▶ _RAW DATA_

*****

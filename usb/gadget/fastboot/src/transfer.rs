use driver_udc::usb::EndpointDescriptor;
use driver_udc::{EndpointQueue, IoRequest};

use crate::error::{log_failure, IoError};

/// Rounds `length` up to a whole number of `max_packet_size` packets.
pub fn round_up_to_packet(length: usize, max_packet_size: usize) -> usize {
    if max_packet_size == 0 {
        return length;
    }
    match length % max_packet_size {
        0 => length,
        rem => length + (max_packet_size - rem),
    }
}

/// Queues bulk transfers on the Fastboot endpoints.
///
/// Both operations only hand the buffer to the controller. The data moves later and the
/// completion, with the buffer, arrives through the receive or transmit callback.
pub struct Transport<'a> {
    udc: &'a mut dyn EndpointQueue,
    ep_in: EndpointDescriptor,
    ep_out: EndpointDescriptor,
}

impl<'a> Transport<'a> {
    pub(crate) fn new(
        udc: &'a mut dyn EndpointQueue,
        ep_in: EndpointDescriptor,
        ep_out: EndpointDescriptor,
    ) -> Self {
        Self { udc, ep_in, ep_out }
    }

    /// Max packet size of the OUT endpoint, which every receive length is a multiple of.
    pub fn max_packet_size(&self) -> usize {
        usize::from(self.ep_out.max_packet_size())
    }

    /// Sends the first `length` bytes of `buffer` to the host.
    pub fn write(&mut self, buffer: Vec<u8>, length: usize) -> Result<(), IoError> {
        if length > buffer.len() {
            return Err(IoError::BufferTooShort {
                length,
                capacity: buffer.len(),
            });
        }

        log::trace!("Tx {:#x} bytes", length);
        self.udc
            .queue_tx(IoRequest {
                endpoint: self.ep_in,
                buffer,
                length,
            })
            .map_err(|err| {
                let err = IoError::from(err);
                log_failure("failed to queue Tx request", &err, err.code());
                err
            })
    }

    /// Receives up to `length` bytes from the host into `buffer`.
    ///
    /// The controller only takes receives that are a whole number of packets, so `length` is
    /// rounded up and `buffer` grown to match.
    pub fn read(&mut self, mut buffer: Vec<u8>, length: usize) -> Result<(), IoError> {
        let length = round_up_to_packet(length, self.max_packet_size());
        if buffer.len() < length {
            buffer.resize(length, 0);
        }

        log::debug!("Rx {:#x} bytes", length);
        self.udc
            .queue_rx(IoRequest {
                endpoint: self.ep_out,
                buffer,
                length,
            })
            .map_err(|err| {
                let err = IoError::from(err);
                log_failure("failed to queue Rx request", &err, err.code());
                err
            })
    }
}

*****

▶ _ASSIGNED TASK_
Could you reproduce every record exactly as shown above?

▶ _RESPONSE_
filename usb/gadget/fastboot/src/transfer.rs
use driver_udc::usb::EndpointDescriptor;
use driver_udc::{EndpointQueue, IoRequest};

use crate::error::{log_failure, IoError};

/// Rounds `length` up to a whole number of `max_packet_size` packets.
pub fn round_up_to_packet(length: usize, max_packet_size: usize) -> usize {
    if max_packet_size == 0 {
        return length;
    }
    match length % max_packet_size {
        0 => length,
        rem => length + (max_packet_size - rem),
    }
}

/// Queues bulk transfers on the Fastboot endpoints.
///
/// Both operations only hand the buffer to the controller. The data moves later and the
/// completion, with the buffer, arrives through the receive or transmit callback.
pub struct Transport<'a> {
    udc: &'a mut dyn EndpointQueue,
    ep_in: EndpointDescriptor,
    ep_out: EndpointDescriptor,
}

impl<'a> Transport<'a> {
    pub(crate) fn new(
        udc: &'a mut dyn EndpointQueue,
        ep_in: EndpointDescriptor,
        ep_out: EndpointDescriptor,
    ) -> Self {
        Self { udc, ep_in, ep_out }
    }

    /// Max packet size of the OUT endpoint, which every receive length is a multiple of.
    pub fn max_packet_size(&self) -> usize {
        usize::from(self.ep_out.max_packet_size())
    }

    /// Sends the first `length` bytes of `buffer` to the host.
    pub fn write(&mut self, buffer: Vec<u8>, length: usize) -> Result<(), IoError> {
        if length > buffer.len() {
            return Err(IoError::BufferTooShort {
                length,
                capacity: buffer.len(),
            });
        }

        log::trace!("Tx {:#x} bytes", length);
        self.udc
            .queue_tx(IoRequest {
                endpoint: self.ep_in,
                buffer,
                length,
            })
            .map_err(|err| {
                let err = IoError::from(err);
                log_failure("failed to queue Tx request", &err, err.code());
                err
            })
    }

    /// Receives up to `length` bytes from the host into `buffer`.
    ///
    /// The controller only takes receives that are a whole number of packets, so `length` is
    /// rounded up and `buffer` grown to match.
    pub fn read(&mut self, mut buffer: Vec<u8>, length: usize) -> Result<(), IoError> {
        let length = round_up_to_packet(length, self.max_packet_size());
        if buffer.len() < length {
            buffer.resize(length, 0);
        }

        log::debug!("Rx {:#x} bytes", length);
        self.udc
            .queue_rx(IoRequest {
                endpoint: self.ep_out,
                buffer,
                length,
            })
            .map_err(|err| {
                let err = IoError::from(err);
                log_failure("failed to queue Rx request", &err, err.code());
                err
            })
    }
}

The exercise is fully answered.